DEEP IMPACT

How can HR, OD and L&D partners enhance team effectiveness? Duncan Lewin draws on his research to outline challenges and propose solutions

 

HR, OD and L&D business partners are being called upon to help internal teams form, develop and perform more effectively. However, operational and psychological challenges impact the quality and consistency of their efforts.

Through research interviews with directors of these functions, I’ve built a detailed picture of their challenges and created a set of key recommendations to improve the depth and impact of their interventions.

Organisations currently face considerable challenges to team effectiveness – hybrid working, multi-cultural and frequent restructuring and re-formation, to name just a few. Expectations placed on internal partners when it comes to helping teams address these challenges are often unclear, many lack skills, many aren’t recognised for their efforts and find considerable psychological and operational challenges in enacting support interventions. The development of internal team coaching skills and faculties remains very limited, with a lack of research on the efficacy of internal business partners as enhancers of team effectiveness.

 

Research
My research sought to fill this gap, helping internal business partners and organisations better understand and be better able to tackle their team effectiveness challenges.

Research interviews were conducted with 12 directors and leaders from a range of internal business partnering teams including people, HR, OD and L&D. Organisations ranged in size from an SME up to 10,000-strong multinationals, and covered engineering, finance, agriculture, consulting, healthcare, energy and publishing. Interview questions explored:

  • Official and unofficial expectations for their roles in enhancing team effectiveness
  • Organisational teamworking models and support processes
  • Activities undertaken and challenges reported
  • Team needs encountered and reported across their organisations.

 

The findings
Findings from the research include that business partners face variable and ambiguous expectations, shared team working models and support processes are thin on the ground, views on whether internal business partners should be involved in coaching teams varied widely, that there are a number of challenges associated with internal team coaching, and that enabling a shift away from silos can be difficult.
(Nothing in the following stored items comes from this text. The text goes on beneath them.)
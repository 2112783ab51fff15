use serde::{Deserialize, Serialize};

use shipline_core::{DomainError, DomainResult};

/// Buyer side of the deal.
#[derive(Debug, Clone, Default, PartialEq, Eq, Serialize, Deserialize)]
pub struct Buyer {
    pub name: String,
    pub country: String,
    /// Price in smallest currency unit (e.g., cents).
    pub agreed_price: u64,
    /// Three-letter ISO-4217 style code.
    pub currency: String,
}

impl Buyer {
    pub fn normalized(self) -> DomainResult<Self> {
        let name = self.name.trim().to_string();
        if name.is_empty() {
            return Err(DomainError::validation("buyer name cannot be empty"));
        }

        let country = self.country.trim().to_string();
        if country.is_empty() {
            return Err(DomainError::validation("buyer country cannot be empty"));
        }

        if self.agreed_price == 0 {
            return Err(DomainError::validation("agreed_price must be positive"));
        }

        let currency = self.currency.trim().to_ascii_uppercase();
        if currency.len() != 3 || !currency.chars().all(|c| c.is_ascii_alphabetic()) {
            return Err(DomainError::validation(format!(
                "currency '{}' must be a three-letter code",
                self.currency
            )));
        }

        Ok(Self {
            name,
            country,
            agreed_price: self.agreed_price,
            currency,
        })
    }

    pub fn is_in_country(&self, country: &str) -> bool {
        self.country.eq_ignore_ascii_case(country.trim())
    }
}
Below I explore these findings in turn.

 

Variable and ambiguous expectations
Interviewees reported significant variances in the official and unofficial expectations received from their organisations for their roles in impacting team effectiveness.

Official expectations (demonstrated by codified responsibilities, objective-setting and reward alignment) focused largely on how business partners support the structural elements of organisational teams.

This included supporting recruitment, team structuring, talent, onboarding, performance management and engagement data review.
Unofficial, or implicit, expectations placed on business partners were more focused on the psychological and relational dynamics of teams. Such expectations include being able to advise and facilitate team building and development, mediate team conflict and help leaders improve the psychological climate of their teams. However, these tasks are rarely codified in internal business partner objectives or performance metrics. One respondent said: “I have a performance goal around team development but there is no metric, which means credit for such work is unclear.”

Such unofficial expectations seem a legacy from the perception that those in HR/People functions are there to ‘sort out’ people issues. One said: “There’s very much an expectation to tell leaders what they need to do to develop their teams. They often lack awareness about their capability to do that…they’re very focused on achievement but pay less attention to developing team mindset, engagement, togetherness, etc.”

Also cited were leaders trying to outsource resolution of team issues, potentially drawing internal partners into Karpman’s ‘drama triangle’: “A frequent challenge we face is a lack of leadership accountability, leaders asking our business partners to sort team issues when generally they’ve had a major role in the creation of the problem.”

 

Not many shared team-working models and support processes
Few interviewees had clearly defined and shared organisation-wide philosophies or models for effective teams. Instead, such efforts were “emergent”, largely left to individual leaders, with “inconsistent” results. In addition, most lacked clear decision tree or triage processes for deciding the level of support needed for internal teams (such as digital resource libraries, leader coaching, full team coaching). The potential benefit of introducing these was noted: “I think it would be a real improvement to have a clear team framework, something to help people discuss experiences in their teams and where they see the team working well or not.”

The need for more coordinated organisational approaches was also highlighted: “We need to be better at helping people form and move between teams, our industry is calling for more agility but our thinking around teams hasn’t kept pace.”

 

To coach teams…or not?
Interviewees held very variable views on whether internal business partners should be involved in coaching teams, from ‘absolutely not’: “Team coaching is a capability by and large distinct to the mainstay of the role of the HR practitioner…we as a community would be getting involved in something where we’re not experts, we stay away from this”, through to those who viewed it as essential to their work: “I think this is a critical skill to be able to do our role effectively.”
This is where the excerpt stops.